All of us are aware of our poverty basically induced by a dysfunctional political system. We have asked why and we have found the answers. This widespread poverty will not be changed, unless our leaders, particularly the President, are ready to betray their clan or class. Now, can we change it? Ballots are ineffective. Bullets, then?
But as Marx himself said, a revolution need not be violent. Violence is a last option for there are other peaceful ways, maybe slow, but effective. For instance, in a thoughtful commencement address in Diliman recently, Senator Edgardo J. Angara postulated that a strong middle class would save this country. He may well be right.
Let us now examine his thesis.
First, what is the middle class? Who are its identifiable constituents?
Senator Angara defines the middle class in economic terms:
- An annual income of at least P282,000.
- A college graduate family head.
- Maybe, the owner of a house and lot.
To these I’ll add:
- Anyone who has a car.
The origins of class
Class — or the economic status of individuals — is evident in all societies, some very well stratified by a rigid caste system determined by birth. It is true, as Senator Angara states: people are not born equal, although libertarians through the ages have insisted that we are.
Indeed, the existence of class, of social hierarchy, is as old as man himself. It prevails in the jungle where strength determines hierarchy; among men, it has also been savagely the same, whereby rulers vested with power through personal combat, or through lineal heritage as in the case of royalty ravage their subjects.

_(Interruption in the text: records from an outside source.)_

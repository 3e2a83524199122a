//! Lobby configuration.

use std::time::Duration;

/// Tunables for one lobby room. The registry hands every room it
/// creates a clone of the same config.
#[derive(Debug, Clone)]
pub struct LobbyConfig {
    /// Maximum players in a room.
    pub max_players: usize,

    /// Countdown budget for a Point question.
    pub question_time: Duration,

    /// Countdown budget for each exam question (restarted per question).
    pub exam_question_time: Duration,

    /// How long the Reconnection Supervisor waits for a dropped active
    /// player before forcing a timeout-equivalent resolution. The
    /// effective wait is capped by the open activity's own remaining
    /// time — the supervisor never outlives the countdown.
    pub reconnect_wait: Duration,

    /// Fraction of exam questions that must be answered correctly.
    /// 1.0 (the default) means a single incorrect answer fails the exam
    /// at that question.
    pub exam_pass_threshold: f64,

    /// Points granted for a correct question answer.
    pub correct_reward: u32,

    /// Points granted to the player who passes a phase exam.
    pub exam_reward: u32,

    /// A room with no connected players, no open activity, and no
    /// commands for this long is evicted by the registry sweep.
    pub idle_timeout: Duration,
}

impl Default for LobbyConfig {
    fn default() -> Self {
        Self {
            max_players: 8,
            question_time: Duration::from_secs(30),
            exam_question_time: Duration::from_secs(20),
            reconnect_wait: Duration::from_secs(15),
            exam_pass_threshold: 1.0,
            correct_reward: 10,
            exam_reward: 50,
            idle_timeout: Duration::from_secs(300),
        }
    }
}

impl LobbyConfig {
    /// Clamps out-of-range values so the config is safe to use.
    /// Called by the registry when a room is created.
    pub fn validated(mut self) -> Self {
        self.exam_pass_threshold = self.exam_pass_threshold.clamp(0.0, 1.0);
        if self.max_players == 0 {
            self.max_players = 1;
        }
        self
    }
}
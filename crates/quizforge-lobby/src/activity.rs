//! The Activity State Machine.
//!
//! At most one activity — a Point question or a phase exam — is open
//! per session, and it is the lock on its Point. Lifecycles:
//!
//! ```text
//! Question:  Idle → Open → Closed (→ Idle)
//! Exam:      Idle → Open(q0) → Open(q1) … → Passed | Failed → Closed
//! ```
//!
//! Every open, exam advance, and close bumps the slot's [`Generation`].
//! Timeout commands carry the generation they were armed with; a
//! mismatch means the activity they belong to is already resolved and
//! the command is discarded. Answers are checked against the
//! authoritative countdown instead: an answer processed after the
//! deadline is stale even if it was dequeued before the timeout
//! command, so the timeout always wins the race regardless of arrival
//! order.
//!
//! A wrong answer does **not** close a Question — the countdown does.
//! The asymmetry (correct ends the question immediately, wrong waits
//! for the clock) is the product's rule, preserved here.

use std::fmt;

use quizforge_protocol::{ExamId, PlayerId, PointId, PointStatus, RoomEvent};
use quizforge_timer::Countdown;

use crate::sources::{AnswerChecker, ExamSpec, QuestionSource, QuestionSpec};
use crate::state::{LobbyState, Outcome, SupervisorDirective, TimerDirective};
use crate::turns;
use crate::LobbyError;

// ---------------------------------------------------------------------------
// Generation
// ---------------------------------------------------------------------------

/// Monotonically increasing tag for activity instances. Stale commands
/// (a timeout for an activity that already closed, an answer for an
/// exam question that already advanced) are discarded by comparing
/// generations, never by comparing arrival order.
#[derive(Debug, Clone, Copy, PartialEq, Eq, PartialOrd, Ord)]
pub struct Generation(pub u64);

impl fmt::Display for Generation {
    fn fmt(&self, f: &mut fmt::Formatter<'_>) -> fmt::Result {
        write!(f, "gen-{}", self.0)
    }
}

// ---------------------------------------------------------------------------
// Activities
// ---------------------------------------------------------------------------

/// An open Point question.
#[derive(Debug)]
pub struct QuestionActivity {
    pub point_id: PointId,
    pub question: QuestionSpec,
    pub countdown: Countdown,
    /// Who already submitted (and was wrong). One submission per
    /// activity instance; a second is rejected, not silently ignored.
    pub attempted_by: Option<PlayerId>,
}

/// An open phase exam, taken one question at a time.
#[derive(Debug)]
pub struct ExamActivity {
    pub spec: ExamSpec,
    pub index: usize,
    pub correct_count: u32,
    /// Restarted for every question.
    pub countdown: Countdown,
}

impl ExamActivity {
    pub fn total(&self) -> u32 {
        self.spec.questions.len() as u32
    }

    pub fn current_question(&self) -> Option<&QuestionSpec> {
        self.spec.questions.get(self.index)
    }
}

/// The single in-flight activity of a session.
#[derive(Debug)]
pub enum Activity {
    Question(QuestionActivity),
    Exam(ExamActivity),
}

// ---------------------------------------------------------------------------
// ActivitySlot
// ---------------------------------------------------------------------------

/// Holder for the session's current activity plus its generation.
#[derive(Debug)]
pub struct ActivitySlot {
    generation: Generation,
    current: Option<Activity>,
}

impl ActivitySlot {
    pub fn new() -> Self {
        Self { generation: Generation(0), current: None }
    }

    pub fn generation(&self) -> Generation {
        self.generation
    }

    pub fn is_open(&self) -> bool {
        self.current.is_some()
    }

    pub fn current(&self) -> Option<&Activity> {
        self.current.as_ref()
    }

    /// The Point the open activity is bound to, if it is a question.
    pub fn active_point(&self) -> Option<PointId> {
        match &self.current {
            Some(Activity::Question(q)) => Some(q.point_id),
            _ => None,
        }
    }

    pub fn question(&self) -> Option<&QuestionActivity> {
        match &self.current {
            Some(Activity::Question(q)) => Some(q),
            _ => None,
        }
    }

    pub fn question_mut(&mut self) -> Option<&mut QuestionActivity> {
        match &mut self.current {
            Some(Activity::Question(q)) => Some(q),
            _ => None,
        }
    }

    pub fn exam(&self) -> Option<&ExamActivity> {
        match &self.current {
            Some(Activity::Exam(e)) => Some(e),
            _ => None,
        }
    }

    pub fn exam_mut(&mut self) -> Option<&mut ExamActivity> {
        match &mut self.current {
            Some(Activity::Exam(e)) => Some(e),
            _ => None,
        }
    }

    /// The open activity's countdown, whichever kind it is.
    pub fn countdown(&self) -> Option<&Countdown> {
        match &self.current {
            Some(Activity::Question(q)) => Some(&q.countdown),
            Some(Activity::Exam(e)) => Some(&e.countdown),
            None => None,
        }
    }

    /// Binds a new activity and bumps the generation.
    pub(crate) fn open(&mut self, activity: Activity) {
        self.bump();
        self.current = Some(activity);
    }

    /// Unbinds the current activity and bumps the generation, so any
    /// command armed for the old instance is stale from here on.
    pub(crate) fn close(&mut self) -> Option<Activity> {
        self.bump();
        self.current.take()
    }

    pub(crate) fn bump(&mut self) {
        self.generation.0 += 1;
    }
}

impl Default for ActivitySlot {
    fn default() -> Self {
        Self::new()
    }
}

/// Whether `correct` out of `total` meets the configured threshold.
/// The epsilon absorbs float noise in `threshold * total`.
fn meets_threshold(correct: u32, total: u32, threshold: f64) -> bool {
    if total == 0 {
        return true;
    }
    correct as f64 >= threshold * total as f64 - 1e-9
}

Except in our Muslim region whose Sultans and Datus have ruled, Filipino society does not have royalty, kings and emperors who built class structures based on birth and lineage. Spanish colonialism destroyed whatever native authority was vested in our indigenous leaders. Power was posited in the religious orders and in the appointees of the Spanish crown. Such powers were complemented by land, encomiendas and haciendas grabbed from the natives turned serfs.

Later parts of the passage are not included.